It’s a game that wants players to be able to have an easy time playing it. That wants to blend seamlessly into the background so that you stop noticing so much when you’re playing a game. Call of Cthulhu is sort of the exemplar of those sessions that everyone talks about with glowing praise that all inevitably end with “…and we didn’t even touch dice once!”
It was a game all about getting into character. As the first edition puts it:
Players in Call of Cthulhu take the part of intrepid investigators of the unknown, attempting to ferret out, understand, and eventually destroy the horrors, mysteries, and secrets of the Cthulhu mythos. A game moderator, known as the Keeper of Arcvane Lore is necessary for this game, and his role is to attempt (within the rules of the game) to set up situations for the players to confront.
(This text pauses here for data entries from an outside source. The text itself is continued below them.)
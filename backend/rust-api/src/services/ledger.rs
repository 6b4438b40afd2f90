use anyhow::Result;
use chrono::{NaiveDate, Utc};
use futures::TryStreamExt;
use mongodb::bson::{doc, to_bson, Document};
use mongodb::Collection;
use std::collections::BTreeSet;

use crate::metrics;
use crate::models::attempt::{AttemptOutcome, AttemptRecord};
use crate::models::problem::Problem;
use crate::models::progress::{
    LeaderboardEntry, ProblemProgress, ProgressOverview, ProgressStatus,
};
use crate::utils::retry::{retry_async_with_config, RetryConfig};
use crate::utils::time::{chrono_to_bson, utc_day};

use super::AppState;

fn attempts(state: &AppState) -> Collection<AttemptRecord> {
    state.mongo.collection("attempts")
}

fn progress(state: &AppState) -> Collection<ProblemProgress> {
    state.mongo.collection("problem_progress")
}

/// Append an attempt to the ledger and fold it into the per-problem
/// aggregate. The append is the durable fact; if the fold is lost it is
/// reproducible from the ledger.
pub async fn record_attempt(state: &AppState, attempt: &AttemptRecord) -> Result<ProblemProgress> {
    let coll = attempts(state);
    let inserted = retry_async_with_config(RetryConfig::aggressive(), || {
        let coll = coll.clone();
        async move { coll.insert_one(attempt).await }
    })
    .await;
    if let Err(e) = inserted {
        // A retry after a half-acknowledged write trips the unique _id;
        // the attempt is already durable in that case.
        if !e.to_string().contains("E11000") {
            return Err(e.into());
        }
    }

    metrics::ATTEMPTS_RECORDED_TOTAL
        .with_label_values(&[attempt.outcome.as_str()])
        .inc();

    let coll = progress(state);
    let mut ops = progress_updates(attempt)?.into_iter();
    // The first op creates the document when absent.
    if let Some((filter, update)) = ops.next() {
        coll.update_one(filter, update).upsert(true).await?;
    }
    for (filter, update) in ops {
        coll.update_one(filter, update).await?;
    }

    let doc_id = ProblemProgress::doc_id(&attempt.session_id, attempt.problem_numeric_id);
    coll.find_one(doc! { "_id": &doc_id })
        .await?
        .ok_or_else(|| anyhow::anyhow!("progress document missing after fold"))
}

/// Update operations folding one attempt into its progress document.
/// Each is a single server-side atomic update ($inc for the count, a
/// status write guarded against an existing completion, $min for the
/// best time), so racing submissions can interleave in any order
/// without losing counts or downgrading a completed status.
fn progress_updates(attempt: &AttemptRecord) -> Result<Vec<(Document, Document)>> {
    let doc_id = ProblemProgress::doc_id(&attempt.session_id, attempt.problem_numeric_id);
    let ts = chrono_to_bson(attempt.attempted_at);

    let mut set = doc! { "last_attempt_at": ts.clone() };
    let mut set_on_insert = doc! {
        "session_id": &attempt.session_id,
        "problem_numeric_id": attempt.problem_numeric_id,
        "status": to_bson(&ProgressStatus::InProgress)?,
        "first_attempt_at": ts.clone(),
    };
    if attempt.hint_used {
        set.insert("hint_used", true);
    } else {
        set_on_insert.insert("hint_used", false);
    }

    let mut ops = vec![(
        doc! { "_id": &doc_id },
        doc! {
            "$inc": { "attempts_count": 1 },
            "$set": set,
            "$setOnInsert": set_on_insert,
        },
    )];

    if attempt.outcome == AttemptOutcome::Correct {
        ops.push((
            doc! { "_id": &doc_id, "status": { "$ne": to_bson(&ProgressStatus::Completed)? } },
            doc! { "$set": {
                "status": to_bson(&ProgressStatus::Completed)?,
                "completed_at": ts,
            }},
        ));
        ops.push((
            doc! { "_id": &doc_id },
            doc! { "$min": { "best_execution_time_ms": attempt.execution_time_ms as i64 } },
        ));
    }
    Ok(ops)
}

/// Days with at least one solving attempt. Streaks reward solving,
/// not mere activity.
pub fn solved_days(attempts: &[AttemptRecord]) -> BTreeSet<NaiveDate> {
    attempts
        .iter()
        .filter(|a| a.outcome == AttemptOutcome::Correct)
        .map(|a| utc_day(a.attempted_at))
        .collect()
}

/// Consecutive-day streaks over a set of practice days. Returns
/// (current, longest). The current streak survives until a full
/// calendar day passes with no entry.
pub fn compute_streaks(days: &BTreeSet<NaiveDate>, today: NaiveDate) -> (u32, u32) {
    let mut longest = 0u32;
    let mut run = 0u32;
    let mut prev: Option<NaiveDate> = None;
    for &day in days {
        run = match prev {
            Some(p) if (day - p).num_days() == 1 => run + 1,
            _ => 1,
        };
        longest = longest.max(run);
        prev = Some(day);
    }

    let current = match days.iter().next_back() {
        Some(&last) if last == today || (today - last).num_days() == 1 => run,
        _ => 0,
    };
    (current, longest)
}

pub async fn overview(state: &AppState, session_id: &str) -> Result<ProgressOverview> {
    let total_problems = state
        .mongo
        .collection::<Problem>("problems")
        .count_documents(doc! { "is_active": true })
        .await?;

    let docs: Vec<ProblemProgress> = progress(state)
        .find(doc! { "session_id": session_id })
        .await?
        .try_collect()
        .await?;
    let completed = docs
        .iter()
        .filter(|p| p.status == ProgressStatus::Completed)
        .count() as u64;
    let in_progress = docs.len() as u64 - completed;
    let total_attempts = docs.iter().map(|p| p.attempts_count as u64).sum();

    let all: Vec<AttemptRecord> = attempts(state)
        .find(doc! { "session_id": session_id })
        .await?
        .try_collect()
        .await?;
    let (current_streak_days, longest_streak_days) =
        compute_streaks(&solved_days(&all), utc_day(Utc::now()));

    let completion_rate = if total_problems == 0 {
        0.0
    } else {
        completed as f64 / total_problems as f64
    };

    Ok(ProgressOverview {
        session_id: session_id.to_string(),
        total_problems,
        completed,
        in_progress,
        completion_rate,
        total_attempts,
        current_streak_days,
        longest_streak_days,
    })
}

/// Per-problem aggregates for the session, newest activity first.
pub async fn detailed(state: &AppState, session_id: &str) -> Result<Vec<ProblemProgress>> {
    let docs = progress(state)
        .find(doc! { "session_id": session_id })
        .sort(doc! { "last_attempt_at": -1 })
        .await?
        .try_collect()
        .await?;
    Ok(docs)
}

#[derive(Debug, serde::Serialize)]
#[serde(rename_all = "camelCase")]
pub struct SessionStats {
    pub total_attempts: u64,
    pub correct: u64,
    pub incorrect: u64,
    pub execution_errors: u64,
    pub success_rate: f64,
    pub avg_attempts_to_solve: f64,
    pub active_days: u64,
}

pub async fn stats(state: &AppState, session_id: &str) -> Result<SessionStats> {
    let all: Vec<AttemptRecord> = attempts(state)
        .find(doc! { "session_id": session_id })
        .await?
        .try_collect()
        .await?;

    let total = all.len() as u64;
    let correct = count_outcome(&all, AttemptOutcome::Correct);
    let incorrect = count_outcome(&all, AttemptOutcome::Incorrect);
    let execution_errors = count_outcome(&all, AttemptOutcome::ExecutionError);

    let solved: Vec<ProblemProgress> = progress(state)
        .find(doc! { "session_id": session_id, "status": to_bson(&ProgressStatus::Completed)? })
        .await?
        .try_collect()
        .await?;
    let avg_attempts_to_solve = if solved.is_empty() {
        0.0
    } else {
        solved.iter().map(|p| p.attempts_count as f64).sum::<f64>() / solved.len() as f64
    };

    let days: BTreeSet<NaiveDate> = all.iter().map(|a| utc_day(a.attempted_at)).collect();

    Ok(SessionStats {
        total_attempts: total,
        correct,
        incorrect,
        execution_errors,
        success_rate: if total == 0 {
            0.0
        } else {
            correct as f64 / total as f64
        },
        avg_attempts_to_solve,
        active_days: days.len() as u64,
    })
}

fn count_outcome(all: &[AttemptRecord], outcome: AttemptOutcome) -> u64 {
    all.iter().filter(|a| a.outcome == outcome).count() as u64
}

/// Top sessions by solved problems. Ties broken by fewer attempts.
pub async fn leaderboard(state: &AppState, limit: i64) -> Result<Vec<LeaderboardEntry>> {
    let pipeline = vec![
        doc! { "$match": { "status": to_bson(&ProgressStatus::Completed)? } },
        doc! { "$group": {
            "_id": "$session_id",
            "completed": { "$sum": 1 },
            "total_attempts": { "$sum": "$attempts_count" },
        }},
        doc! { "$sort": { "completed": -1, "total_attempts": 1 } },
        doc! { "$limit": limit },
    ];
    let mut cursor = progress(state).aggregate(pipeline).await?;
    let mut entries = Vec::new();
    let mut rank = 0u32;
    while let Some(d) = cursor.try_next().await? {
        rank += 1;
        entries.push(LeaderboardEntry {
            session_id: d.get_str("_id").unwrap_or_default().to_string(),
            completed: d.get_i32("completed").unwrap_or_default() as u64,
            total_attempts: d
                .get_i64("total_attempts")
                .or_else(|_| d.get_i32("total_attempts").map(i64::from))
                .unwrap_or_default() as u64,
            rank,
        });
    }
    Ok(entries)
}

#[cfg(test)]
mod tests {
    use super::*;
    use crate::models::Dialect;
    use chrono::TimeZone;

    fn days(dates: &[(i32, u32, u32)]) -> BTreeSet<NaiveDate> {
        dates
            .iter()
            .map(|&(y, m, d)| NaiveDate::from_ymd_opt(y, m, d).unwrap())
            .collect()
    }

    fn day(y: i32, m: u32, d: u32) -> NaiveDate {
        NaiveDate::from_ymd_opt(y, m, d).unwrap()
    }

    fn attempt_on(d: u32, outcome: AttemptOutcome) -> AttemptRecord {
        AttemptRecord {
            id: format!("a-{d}-{}", outcome.as_str()),
            session_id: "s1".into(),
            user_id: None,
            problem_numeric_id: 7,
            dialect: Dialect::Postgresql,
            sql: "SELECT 1".into(),
            outcome,
            execution_time_ms: 120,
            hint_used: false,
            error_kind: None,
            attempted_at: Utc.with_ymd_and_hms(2024, 5, d, 12, 0, 0).unwrap(),
        }
    }

    #[test]
    fn solved_days_keep_only_correct_attempts() {
        let attempts = vec![
            attempt_on(1, AttemptOutcome::Correct),
            attempt_on(2, AttemptOutcome::Incorrect),
            attempt_on(2, AttemptOutcome::ExecutionError),
            attempt_on(3, AttemptOutcome::Correct),
        ];
        assert_eq!(solved_days(&attempts), days(&[(2024, 5, 1), (2024, 5, 3)]));
    }

    #[test]
    fn daily_practice_without_a_solve_earns_no_streak() {
        let attempts: Vec<AttemptRecord> = (1..=5)
            .map(|d| attempt_on(d, AttemptOutcome::Incorrect))
            .collect();
        let solved = solved_days(&attempts);
        assert!(solved.is_empty());
        assert_eq!(compute_streaks(&solved, day(2024, 5, 5)), (0, 0));
    }

    #[test]
    fn fold_increments_the_count_instead_of_rewriting_it() {
        let ops = progress_updates(&attempt_on(1, AttemptOutcome::Incorrect)).unwrap();
        assert_eq!(ops.len(), 1);
        let update = &ops[0].1;
        let inc = update.get_document("$inc").unwrap();
        assert_eq!(inc.get_i32("attempts_count").unwrap(), 1);
        assert!(!update.get_document("$set").unwrap().contains_key("attempts_count"));
        assert!(!update.get_document("$set").unwrap().contains_key("status"));
    }

    #[test]
    fn completion_write_is_guarded_against_downgrade() {
        let ops = progress_updates(&attempt_on(1, AttemptOutcome::Correct)).unwrap();
        assert_eq!(ops.len(), 3);

        let (filter, update) = &ops[1];
        let guard = filter.get_document("status").unwrap();
        assert_eq!(
            guard.get("$ne").unwrap(),
            &to_bson(&ProgressStatus::Completed).unwrap()
        );
        let set = update.get_document("$set").unwrap();
        assert!(set.contains_key("completed_at"));

        let (_, best) = &ops[2];
        assert!(best
            .get_document("$min")
            .unwrap()
            .contains_key("best_execution_time_ms"));
    }

    #[test]
    fn failed_attempts_never_touch_completion_or_best_time() {
        for outcome in [AttemptOutcome::Incorrect, AttemptOutcome::ExecutionError] {
            let ops = progress_updates(&attempt_on(1, outcome)).unwrap();
            assert_eq!(ops.len(), 1, "outcome: {}", outcome.as_str());
        }
    }

    #[test]
    fn empty_history_has_no_streak() {
        assert_eq!(compute_streaks(&BTreeSet::new(), day(2024, 5, 10)), (0, 0));
    }

    #[test]
    fn single_day_today_is_a_one_day_streak() {
        let d = days(&[(2024, 5, 10)]);
        assert_eq!(compute_streaks(&d, day(2024, 5, 10)), (1, 1));
    }

    #[test]
    fn consecutive_days_accumulate() {
        let d = days(&[(2024, 5, 8), (2024, 5, 9), (2024, 5, 10)]);
        assert_eq!(compute_streaks(&d, day(2024, 5, 10)), (3, 3));
    }

    #[test]
    fn gap_resets_current_but_keeps_longest() {
        let d = days(&[(2024, 5, 1), (2024, 5, 2), (2024, 5, 3), (2024, 5, 9)]);
        assert_eq!(compute_streaks(&d, day(2024, 5, 9)), (1, 3));
    }

    #[test]
    fn yesterday_still_counts_as_current() {
        let d = days(&[(2024, 5, 8), (2024, 5, 9)]);
        assert_eq!(compute_streaks(&d, day(2024, 5, 10)), (2, 2));
    }

    #[test]
    fn stale_streak_is_zero() {
        let d = days(&[(2024, 5, 1), (2024, 5, 2)]);
        assert_eq!(compute_streaks(&d, day(2024, 5, 10)), (0, 2));
    }

    #[test]
    fn streak_across_month_boundary() {
        let d = days(&[(2024, 4, 30), (2024, 5, 1)]);
        assert_eq!(compute_streaks(&d, day(2024, 5, 1)), (2, 2));
    }
}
AdvertisementThe players … have a duty to play their investigators within the known limits of the characters they run. Remaining unbiased is as difficult for the players as for the referee. Just because a player is a science major and knows how to concoct subtle and potent compounds does not mean that his 1922 New York street cop character (without learning or training) could stroll to Yonkers and set up a pharmacy.
And by and large the game puts you on track to do exactly that. You can create your character around a fairly free-form concept, because characters in this system are by and large, a lot more streamlined than other counterparts. You have characteristics and skill rolls and that’s about it.
Chaosium does theme and narrative better than pretty much anyone else. They tie the feeling of the game to the mechanics, so you can’t help but be transported. So while you’re playing a cop or a professor, the system is pointed, every way it can, into making you feel like you’re just a cop or a librarian who learned the wrong thing.
A big part of this is that in the game, clues are designed to draw both player and characters further and further from what they know.
This style of revelation, called the “onion skin” system is meant to convey the investigator’s descent into the world of the mythos. Every layer of reality they know is peeled away. Clues lead not onward, but inward:
The first campaign for Call of Cthulhu, it paved the way for many classics to come and it introduced the concept of the onionskin campaign. This has the investigators stripping away layers of information like the skin of an onion as the players progress through the campaign, revealing more of the evil cult’s plans and coming closer to the heart of the adventure.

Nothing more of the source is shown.